Exercise: The data shown below should all be retyped exactly.
Data for the task START
use std::{
  env::{self, VarError},
  ffi::OsString,
  path::Path,
  process,
};

use log::LevelFilter;
use loxgen_build::{ast_src::EXPR_SRC, Style};

#[macro_use]
extern crate log;

/// `EX_USAGE` from sysexits.h.
const USAGE_EXIT: i32 = 64;

fn main() {
  let args = env::args_os().skip(1).collect::<Vec<OsString>>();
  let [out_dir] = args.as_slice() else {
    eprintln!("Usage: loxgen <output directory>");
    process::exit(USAGE_EXIT);
  };

  let style = match env::var("LOXGEN_STYLE") {
    Ok(style) => style.parse::<Style>().unwrap_or_else(|e| {
      eprintln!("error: LOXGEN_STYLE: {e}");
      process::exit(USAGE_EXIT);
    }),
    Err(VarError::NotUnicode(style)) => {
      eprintln!("error: LOXGEN_STYLE: unknown style {style:?}, expected `visitor` or `plain`");
      process::exit(USAGE_EXIT);
    }
    Err(VarError::NotPresent) => Style::default(),
  };

  if let Err(e) = setup_logging() {
    eprintln!("error: could not set up logging: {e}");
    process::exit(1);
  }

  match loxgen_build::generate(Path::new(out_dir), &EXPR_SRC, style) {
    Ok(path) => info!("generated {}", path.display()),
    Err(e) => {
      eprintln!("error: {e}");
      process::exit(1);
    }
  }
}

fn setup_logging() -> Result<(), log::SetLoggerError> {
  let (level, invalid) = match env::var("LOXGEN_LOG") {
    Ok(level) => match level.parse() {
      Ok(level) => (level, None),
      Err(_) => (LevelFilter::Info, Some(level)),
    },
    Err(VarError::NotUnicode(level)) => (LevelFilter::Info, Some(format!("{level:?}"))),
    Err(VarError::NotPresent) => (LevelFilter::Info, None),
  };

  fern::Dispatch::new()
    .format(|out, message, record| out.finish(format_args!("[{}] {}", record.level(), message)))
    .level(level)
    .chain(std::io::stderr())
    .apply()?;

  if let Some(invalid) = invalid {
    warn!("LOXGEN_LOG: unknown log level `{invalid}`, using `info`");
  }
  Ok(())
}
Data for the task END
Response:
use std::{
  env::{self, VarError},
  ffi::OsString,
  path::Path,
  process,
};

use log::LevelFilter;
use loxgen_build::{ast_src::EXPR_SRC, Style};

#[macro_use]
extern crate log;

/// `EX_USAGE` from sysexits.h.
const USAGE_EXIT: i32 = 64;

fn main() {
  let args = env::args_os().skip(1).collect::<Vec<OsString>>();
  let [out_dir] = args.as_slice() else {
    eprintln!("Usage: loxgen <output directory>");
    process::exit(USAGE_EXIT);
  };

  let style = match env::var("LOXGEN_STYLE") {
    Ok(style) => style.parse::<Style>().unwrap_or_else(|e| {
      eprintln!("error: LOXGEN_STYLE: {e}");
      process::exit(USAGE_EXIT);
    }),
    Err(VarError::NotUnicode(style)) => {
      eprintln!("error: LOXGEN_STYLE: unknown style {style:?}, expected `visitor` or `plain`");
      process::exit(USAGE_EXIT);
    }
    Err(VarError::NotPresent) => Style::default(),
  };

  if let Err(e) = setup_logging() {
    eprintln!("error: could not set up logging: {e}");
    process::exit(1);
  }

  match loxgen_build::generate(Path::new(out_dir), &EXPR_SRC, style) {
    Ok(path) => info!("generated {}", path.display()),
    Err(e) => {
      eprintln!("error: {e}");
      process::exit(1);
    }
  }
}

fn setup_logging() -> Result<(), log::SetLoggerError> {
  let (level, invalid) = match env::var("LOXGEN_LOG") {
    Ok(level) => match level.parse() {
      Ok(level) => (level, None),
      Err(_) => (LevelFilter::Info, Some(level)),
    },
    Err(VarError::NotUnicode(level)) => (LevelFilter::Info, Some(format!("{level:?}"))),
    Err(VarError::NotPresent) => (LevelFilter::Info, None),
  };

  fern::Dispatch::new()
    .format(|out, message, record| out.finish(format_args!("[{}] {}", record.level(), message)))
    .level(level)
    .chain(std::io::stderr())
    .apply()?;

  if let Some(invalid) = invalid {
    warn!("LOXGEN_LOG: unknown log level `{invalid}`, using `info`");
  }
  Ok(())
}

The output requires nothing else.